§ **TASK TO CARRY OUT**
Give back exactly the lines of the data below, starting with the line that has "pub const EXIT_FAILURE: i32 = 1;" and going on through the line that has "let start = TimeSpec::parse(&args.start)".

(Items from a dataset)

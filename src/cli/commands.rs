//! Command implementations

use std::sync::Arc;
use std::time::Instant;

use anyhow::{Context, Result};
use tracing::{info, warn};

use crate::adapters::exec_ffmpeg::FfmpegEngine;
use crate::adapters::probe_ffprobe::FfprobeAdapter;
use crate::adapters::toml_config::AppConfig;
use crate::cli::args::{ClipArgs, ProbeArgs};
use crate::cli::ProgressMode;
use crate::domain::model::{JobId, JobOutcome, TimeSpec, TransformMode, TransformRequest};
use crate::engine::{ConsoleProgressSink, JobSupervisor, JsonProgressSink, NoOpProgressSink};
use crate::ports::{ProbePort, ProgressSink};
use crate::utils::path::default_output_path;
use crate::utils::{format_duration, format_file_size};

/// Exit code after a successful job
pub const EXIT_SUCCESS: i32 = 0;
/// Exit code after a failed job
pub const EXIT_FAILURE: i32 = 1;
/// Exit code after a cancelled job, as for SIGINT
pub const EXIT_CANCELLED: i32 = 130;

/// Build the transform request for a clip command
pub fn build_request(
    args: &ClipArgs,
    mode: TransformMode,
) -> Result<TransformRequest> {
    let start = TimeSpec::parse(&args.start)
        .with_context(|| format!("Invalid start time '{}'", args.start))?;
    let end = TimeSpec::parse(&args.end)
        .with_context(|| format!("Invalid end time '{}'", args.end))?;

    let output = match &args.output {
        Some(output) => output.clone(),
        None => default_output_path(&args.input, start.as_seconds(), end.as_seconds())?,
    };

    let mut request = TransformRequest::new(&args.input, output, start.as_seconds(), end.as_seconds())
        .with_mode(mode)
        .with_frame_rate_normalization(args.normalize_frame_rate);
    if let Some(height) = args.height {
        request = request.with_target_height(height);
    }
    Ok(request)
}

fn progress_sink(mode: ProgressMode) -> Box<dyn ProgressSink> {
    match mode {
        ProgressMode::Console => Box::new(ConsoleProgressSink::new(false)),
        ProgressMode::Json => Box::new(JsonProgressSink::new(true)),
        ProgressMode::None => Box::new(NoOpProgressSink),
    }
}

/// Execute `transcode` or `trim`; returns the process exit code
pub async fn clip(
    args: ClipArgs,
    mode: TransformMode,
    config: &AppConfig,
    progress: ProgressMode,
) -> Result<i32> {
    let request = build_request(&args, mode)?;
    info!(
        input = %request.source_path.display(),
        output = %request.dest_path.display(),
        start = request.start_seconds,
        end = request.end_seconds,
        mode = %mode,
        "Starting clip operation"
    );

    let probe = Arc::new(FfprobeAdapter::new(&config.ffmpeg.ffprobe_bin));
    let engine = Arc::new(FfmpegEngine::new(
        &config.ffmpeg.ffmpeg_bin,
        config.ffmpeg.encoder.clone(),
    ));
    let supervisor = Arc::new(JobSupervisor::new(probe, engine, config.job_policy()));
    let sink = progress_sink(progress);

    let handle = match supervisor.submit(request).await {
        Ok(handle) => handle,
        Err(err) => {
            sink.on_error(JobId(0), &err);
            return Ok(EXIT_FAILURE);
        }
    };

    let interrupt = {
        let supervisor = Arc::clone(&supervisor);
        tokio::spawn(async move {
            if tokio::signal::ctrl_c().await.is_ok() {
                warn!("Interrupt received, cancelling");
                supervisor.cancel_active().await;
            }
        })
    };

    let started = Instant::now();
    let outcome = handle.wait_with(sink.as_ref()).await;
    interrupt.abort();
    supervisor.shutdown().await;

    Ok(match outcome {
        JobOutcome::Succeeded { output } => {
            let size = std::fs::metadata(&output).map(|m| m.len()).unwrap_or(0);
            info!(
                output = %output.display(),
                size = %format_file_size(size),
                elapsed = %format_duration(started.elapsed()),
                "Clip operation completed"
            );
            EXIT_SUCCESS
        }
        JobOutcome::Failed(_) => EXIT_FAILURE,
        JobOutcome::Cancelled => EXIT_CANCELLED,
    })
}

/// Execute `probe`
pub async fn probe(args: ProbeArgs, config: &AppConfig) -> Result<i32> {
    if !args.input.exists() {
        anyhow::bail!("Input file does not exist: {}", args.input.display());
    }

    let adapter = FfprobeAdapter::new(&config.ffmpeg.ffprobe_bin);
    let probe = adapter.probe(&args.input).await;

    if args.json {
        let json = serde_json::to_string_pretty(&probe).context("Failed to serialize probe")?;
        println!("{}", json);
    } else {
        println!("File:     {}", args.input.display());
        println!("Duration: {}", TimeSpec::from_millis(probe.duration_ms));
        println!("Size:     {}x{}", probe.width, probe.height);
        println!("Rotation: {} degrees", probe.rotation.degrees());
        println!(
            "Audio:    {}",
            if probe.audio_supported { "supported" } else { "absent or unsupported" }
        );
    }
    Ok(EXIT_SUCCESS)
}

§ **RESPONSE**
pub const EXIT_FAILURE: i32 = 1;
/// Exit code after a cancelled job, as for SIGINT
pub const EXIT_CANCELLED: i32 = 130;

/// Build the transform request for a clip command
pub fn build_request(
    args: &ClipArgs,
    mode: TransformMode,
) -> Result<TransformRequest> {
    let start = TimeSpec::parse(&args.start)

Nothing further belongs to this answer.